Seyed Mohammad Reza Hashemian, Navid Nouraei, Seyed Sadjad Razavi, Ebrahim Zaker, Alireza Jafari, Parivash Eftekhari, Golnar Radmand, Seyed Amir Mohajerani, Badiozzaman Radpay
International Journal of Critical Illness and Injury Science 2014, 4 (4): 288-92

BACKGROUND: The i-gel™ is a new device introduced recently. It differs from other supraglottic airway devices. It has a non-inflatable, gel-made cuff. Previously used devices, have some disadvantages which are claimed to be absent in i-gel™. In this study we aimed to compare the performance of the laryngeal mask airway (LMA)-Classic™ and i-gel™ during anesthesia in paralyzed patients.

MATERIALS AND METHODS: A total of 64 anaesthetized patients with paralysis were enrolled in a single-blind, randomized control trial to be intubated with one of the devices. We compared the device insertion parameters, some ventilatory parameters, and adverse effects after device insertion.

RESULTS: Vital signs were not significantly different between groups. Regarding duration of insertion attempts, the difference between groups was significant (P < 0.05); while the number of insertion attempts was insignificant (P = 0.265). There was no significant difference between both groups regarding postoperative complications (cough, sore throat, and blood on the cuff) (P > 0.05). Airway leak was assessed in both groups and data showed no significant difference (P = 0.662). Additionally, end-tidal CO2 change regarding the baseline value was significantly different after 10 and 15 min of anesthesia (P < 0.05).

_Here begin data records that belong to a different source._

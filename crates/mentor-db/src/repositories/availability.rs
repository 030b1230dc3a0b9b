//! PostgreSQL implementation of AvailabilityRepository

use async_trait::async_trait;
use sqlx::PgPool;
use tracing::{info, instrument};
use uuid::Uuid;

use mentor_core::entities::{MentorAvailability, NewAvailability};
use mentor_core::traits::{AvailabilityRepository, RepoResult};

use crate::mappers::AvailabilityColumns;
use crate::models::AvailabilityModel;

use super::error::{map_db_error, mentor_not_found};

/// PostgreSQL implementation of AvailabilityRepository
#[derive(Clone)]
pub struct PgAvailabilityRepository {
    pool: PgPool,
}

impl PgAvailabilityRepository {
    /// Create a new PgAvailabilityRepository
    pub fn new(pool: PgPool) -> Self {
        Self { pool }
    }
}

#[async_trait]
impl AvailabilityRepository for PgAvailabilityRepository {
    #[instrument(skip(self))]
    async fn find_by_mentor(&self, mentor_id: Uuid) -> RepoResult<Vec<MentorAvailability>> {
        let results = sqlx::query_as::<_, AvailabilityModel>(
            r"
            SELECT id, mentor_id, day_of_week, start_time, end_time, timezone, is_active,
                   created_at, updated_at
            FROM mentor_availability
            WHERE mentor_id = $1
            ORDER BY day_of_week, start_time
            ",
        )
        .bind(mentor_id)
        .fetch_all(&self.pool)
        .await
        .map_err(map_db_error)?;

        Ok(results.into_iter().map(MentorAvailability::from).collect())
    }

    #[instrument(skip(self, slots), fields(count = slots.len()))]
    async fn replace_all(
        &self,
        mentor_id: Uuid,
        slots: Vec<NewAvailability>,
    ) -> RepoResult<Vec<MentorAvailability>> {
        let cols = AvailabilityColumns::new(slots);
        let mut tx = self.pool.begin().await.map_err(map_db_error)?;

        // Concurrent replaces for one mentor queue here; without it both
        // DELETEs miss the other's inserts and the two sets merge.
        sqlx::query_scalar::<_, Uuid>("SELECT id FROM mentors WHERE id = $1 FOR NO KEY UPDATE")
            .bind(mentor_id)
            .fetch_optional(&mut *tx)
            .await
            .map_err(map_db_error)?
            .ok_or_else(|| mentor_not_found(mentor_id))?;

        let removed = sqlx::query("DELETE FROM mentor_availability WHERE mentor_id = $1")
            .bind(mentor_id)
            .execute(&mut *tx)
            .await
            .map_err(map_db_error)?
            .rows_affected();

        let mut inserted = if cols.is_empty() {
            Vec::new()
        } else {
            sqlx::query_as::<_, AvailabilityModel>(
                r"
                INSERT INTO mentor_availability (id, mentor_id, day_of_week, start_time, end_time,
                                                 timezone, is_active)
                SELECT id, $1, day_of_week, start_time, end_time, timezone, is_active
                FROM UNNEST($2::uuid[], $3::int2[], $4::time[], $5::time[], $6::text[], $7::bool[])
                     AS t(id, day_of_week, start_time, end_time, timezone, is_active)
                RETURNING id, mentor_id, day_of_week, start_time, end_time, timezone, is_active,
                          created_at, updated_at
                ",
            )
            .bind(mentor_id)
            .bind(&cols.ids)
            .bind(&cols.days)
            .bind(&cols.start_times)
            .bind(&cols.end_times)
            .bind(&cols.timezones)
            .bind(&cols.active)
            .fetch_all(&mut *tx)
            .await
            .map_err(map_db_error)?
        };

        tx.commit().await.map_err(map_db_error)?;

        info!(removed, inserted = inserted.len(), "Availability replaced");
        inserted.sort_by_key(|m| (m.day_of_week, m.start_time));
        Ok(inserted.into_iter().map(MentorAvailability::from).collect())
    }
}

CONCLUSIONS: Successful insertion time was shorter significantly for i-gel™. As i-gel™ has easy application, it is advantageous to be used during cardiopulmonary resuscitation by non-anesthetists in which time is very important. We concluded that i-gel™ can be an alternative to LMA-Classic™ for controlled ventilation during anesthesia as it is easier to be placed.